Vous vous êtes éprise des métiers de la salle, alors que rien ne vous destinait à y faire carrière. Pourquoi ?
J’ai fait un BTS tourisme, et souhaitais travailler en réception. À la sortie de l’école, j’ai été embauchée en qualité de réceptionniste au Château de Ligny à Ligny en Cambrésis (59) pendant trois ans, avant de poursuivre à L’Espérance à St Père (89). Dans ce Relais & Châteaux, où je suis restée quatre ans, j’ai eu la chance de monter les échelons jusqu’au poste de 1ère réceptionniste. Le chef Marc Meneau m’a ensuite proposé d’être son assistante. J’ai commencé aussi à découvrir l’univers du service. Ce fut le déclic. J’aime cette approche client, l’échange et le partage. Et puis, à la suite de cette belle expérience, j’ai voulu me rapprocher de Calais, d’où je suis originaire. J’ai donc poursuivi en chef de réception à La Grenouillère aux côtés du chef Alexandre Gauthier et du directeur de salle Pascal Garnier, établissement que je connaissais du papa d’Alexandre. Je suis passée assistante de direction, et je lançais le début de service avec les apéritifs. Là aussi, j’ai donc « touché » au service. Le service est atypique et ce fut une véritable école de la vie.
Vous avez travaillé à la Grenouillère et à L’Espérance, « 2 entités opposées » selon vos termes. Pouvez-nous en parler plus en détails ?
La Grenouillère, établissement deux étoiles Michelin, est une ancienne usine à houblon : pas de nappes, tables et chaises en cuir. Il n’y a pas de changements de couverts. Le menu est dépouillé de tout support ; il s’agit d’une feuille chiffonnée posée dans l’assiette du client. Tout est pensé de A à Z, ce qui est assez fort. Un service décalé en somme. Mais nous n’apprenons pas cela à l’école hôtelière. Quant à mon expérience à L’Espérance de 2007 à 2011 (deux étoiles Michelin), le service était beaucoup plus protocolaire. Il y a aussi une vraie hiérarchie des équipes. J’aurai cru que cela serait plus facile de passer d’un Relais & Châteaux à un établissement comme la Grenouillère. Or, c’est l’inverse. Quand nous sommes « formatés », c’est plus difficile de retrouver son naturel.
Vous êtes aujourd’hui directrice de salle au Crom’Exquis…

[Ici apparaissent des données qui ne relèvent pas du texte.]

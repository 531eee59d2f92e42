//! Pull Request model and related types
//!
//! Data structures for PR creation, reviewer reassignment, and merging.

use chrono::{DateTime, Utc};
use serde::{Deserialize, Serialize};

/// Pull request status
///
/// `Merged` is terminal: no reviewer mutation is accepted afterwards.
#[derive(Debug, Clone, Copy, Default, PartialEq, Eq, Serialize, Deserialize, sqlx::Type)]
#[sqlx(type_name = "pr_status", rename_all = "UPPERCASE")]
#[serde(rename_all = "UPPERCASE")]
pub enum PrStatus {
    #[default]
    Open,
    Merged,
}

/// Pull request entity together with its current reviewer set
#[derive(Debug, Clone, PartialEq, Eq, Serialize, Deserialize)]
pub struct PullRequest {
    #[serde(rename = "pull_request_id")]
    pub pr_id: String,
    #[serde(rename = "pull_request_name")]
    pub name: String,
    pub author_id: String,
    pub status: PrStatus,
    pub assigned_reviewers: Vec<String>,
    pub created_at: DateTime<Utc>,
    pub merged_at: Option<DateTime<Utc>>,
}

impl PullRequest {
    pub fn is_merged(&self) -> bool {
        self.status == PrStatus::Merged
    }

    pub fn has_reviewer(&self, user_id: &str) -> bool {
        self.assigned_reviewers.iter().any(|r| r == user_id)
    }
}

/// Condensed PR view used when listing a reviewer's queue
#[derive(Debug, Clone, PartialEq, Eq, Serialize, Deserialize, sqlx::FromRow)]
pub struct PullRequestShort {
    #[serde(rename = "pull_request_id")]
    pub pr_id: String,
    #[serde(rename = "pull_request_name")]
    pub name: String,
    pub author_id: String,
    pub status: PrStatus,
}

impl From<&PullRequest> for PullRequestShort {
    fn from(pr: &PullRequest) -> Self {
        Self {
            pr_id: pr.pr_id.clone(),
            name: pr.name.clone(),
            author_id: pr.author_id.clone(),
            status: pr.status,
        }
    }
}

/// Values written when a pull request is first stored
#[derive(Debug, Clone)]
pub struct NewPullRequest {
    pub pr_id: String,
    pub name: String,
    pub author_id: String,
}

/// Request payload for PR creation
#[derive(Debug, Clone, Deserialize)]
pub struct CreatePrRequest {
    pub pull_request_id: String,
    pub pull_request_name: String,
    pub author_id: String,
}

/// Request payload for merge
#[derive(Debug, Clone, Deserialize)]
pub struct MergePrRequest {
    pub pull_request_id: String,
}

/// Request payload for reviewer reassignment
#[derive(Debug, Clone, Deserialize)]
pub struct ReassignRequest {
    pub pull_request_id: String,
    pub old_user_id: String,
}

/// Query parameters for PR lookup
#[derive(Debug, Clone, Deserialize)]
pub struct PrQuery {
    pub pull_request_id: String,
}

/// Outcome of a successful reassignment
#[derive(Debug, Clone, PartialEq, Eq, Serialize, Deserialize)]
pub struct ReassignResponse {
    pub pr: PullRequest,
    pub replaced_by: String,
}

Je suis toujours restée en très bon terme avec Marc Meneau. Lorsque que son fils Pierre a décidé d’ouvrir son établissement Crom’Exquis à Paris, il m’a recontactée. Après La Grenouillère, je travaillais alors au Kitchen Studio à Boulogne-Billancourt (92), mais je ne m’y sentais pas à mon aise. J’ai accepté de faire l’ouverture Cromesquis, et devais assister le chef. Au bout d’un an, il fallait se restructurer et je suis passée directrice de salle. Nous sommes 3 personnes – dont le chef de rang Éric Broga (Terroir Parisien) et la sommelière Gwenaelle Du Guerny (Garance, Le Bistrot du Sommelier avec Philippe Faure-Brac) – pour 40 couverts. Chacun est polyvalent. Il le faut. Nous pouvons aussi bien servir le vin que prendre une commande. Au-delà de mon poste de directrice de salle, je gère aussi le marketing, la communication et la gestion du planning du chef. Rien n’est figé ou hiérarchisé, et c’est ce que j’aime.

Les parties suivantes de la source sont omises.